The Society’s external relations were coordinated by a British couple of born-again conservationists, Robert and June Kay, who had come to Ngamiland on a hunting expedition. Upon the couple’s arrival in Ngamiland, a “discreet” note from the Game Department warned the District Commissioner that “Robert was a molester of helpless elephants.” The alleged molester soon became friends with Jack Chase, a former veterinary officer who, upon retirement, established Chase Me Inn (later Mahalapye Hotel) in what was then called GammaNgwato.

The Society set up a global support network into which it tapped for financial and other forms of assistance. One of its sympathisers was Raymond Dart of the University of the Witwatersrand in South Africa who suggested to the Society’s executive committee that Seretse and his wife, Ruth, should be lobbied for support.

“This was at a time when Seretse Khama, the founder of the Botswana Democratic Party, was involved in campaigning for independent constitutional development of Botswana. Seretse Khama was more concerned with marketing beef,” writes Bolaane, before quoting another scholar, Clive Spinage, who, in his book, “Gleanings of Game Affairs in the Bechuanaland Protectorate”, states that Khama’s lack of sympathy for wildlife played itself out in the trajectory of his political career.

The statement that Bolaane quotes from the latter book says that Khama’s “less benign attitude towards game was to influence government policy from 1966 to 1980 (the year of his death), a policy not of benign neglect but of deliberate neglect.”

Khama is not the only post-independence leader to not come out smelling of roses in Bolaane’s book. The other is Colin Blackbeard, the former works, transport and communications minister and father to Botswana’s current High Commissioner to the United Kingdom, Roy Blackbeard. In effort to garner international support for the NFCS’ cause, June Kay made numerous freelance submissions to publications around the world. In one article headlined “Lion cub curfew” she provided gruesome details about how some hunters were using steel jaw traps along the Khwai River to ensnare wild animals.

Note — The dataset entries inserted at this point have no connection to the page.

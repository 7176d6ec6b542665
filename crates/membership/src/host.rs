//! Host identity types for cluster membership

use std::fmt;
use std::str::FromStr;
use std::sync::Arc;

use serde::{Deserialize, Serialize};

use crate::MembershipError;

/// A serving host, identified by name and port.
///
/// Identity is by value: two `Host`s with the same name and port are the same
/// placement target.
#[derive(Clone, Debug, Deserialize, Eq, Hash, Ord, PartialEq, PartialOrd, Serialize)]
pub struct Host {
    /// Host name (or address) the host serves on.
    pub name: String,
    /// Port the host serves on.
    pub port: u16,
}

impl Host {
    /// Create a new host.
    pub fn new(name: impl Into<String>, port: u16) -> Self {
        Self {
            name: name.into(),
            port,
        }
    }
}

impl fmt::Display for Host {
    fn fmt(&self, f: &mut fmt::Formatter<'_>) -> fmt::Result {
        write!(f, "{}:{}", self.name, self.port)
    }
}

impl FromStr for Host {
    type Err = MembershipError;

    fn from_str(s: &str) -> Result<Self, Self::Err> {
        let (name, port) = s
            .rsplit_once(':')
            .ok_or_else(|| MembershipError::InvalidHost(s.to_string()))?;

        if name.is_empty() {
            return Err(MembershipError::InvalidHost(s.to_string()));
        }

        let port = port
            .parse::<u16>()
            .map_err(|_| MembershipError::InvalidHost(s.to_string()))?;

        Ok(Self::new(name, port))
    }
}

/// An immutable point-in-time snapshot of cluster membership.
///
/// Snapshots are shared by reference and superseded atomically by the next
/// snapshot, never mutated in place.
pub type HostSet = Arc<Vec<Host>>;
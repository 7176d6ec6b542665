use thiserror::Error;

/// Errors that can occur in this crate.
#[derive(Debug, Error)]
pub enum CatalogError {
    /// IO operation failed.
    #[error("{0}: {1}")]
    Io(&'static str, #[source] std::io::Error),
}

“Some of the Maun whites and other residents such as Colin Blackbeard and Tom Shaw were implicated in this article. June accused them of hunting lions and leopards to take their skins to their wives, and of trapping hyenas for the reward of 10/- per tail,” the book says.

This account was confirmed by one of the people that Bolaane interviewed for her book, Isaac Tudor, who – way before the NFCS came into being, had often alerted Regent Moremi about the indiscriminate slaughtering of wild animals. Tudor told Bolaane that “We knew who had shot what, and when, where and why.” Tudor lives in Maun.

Although Bolaane’s book concerns itself not with the national FMD problem within its time frame but the tsetse fly scourge in Ngamiland, there was a policy intersection between the two problems when it came to control methods. Colonial officials favoured large-scale killing and for a period of time, allowed droves of white hunters from neighbouring South Africa to participate in this exercise.

A history lecturer at the University of Botswana, Dr. Bolaane holds a B.A. in Humanities from the same university, an M.A. in History from the School of Oriental and African Studies of the University of London and a Ph.D. from the University of Oxford.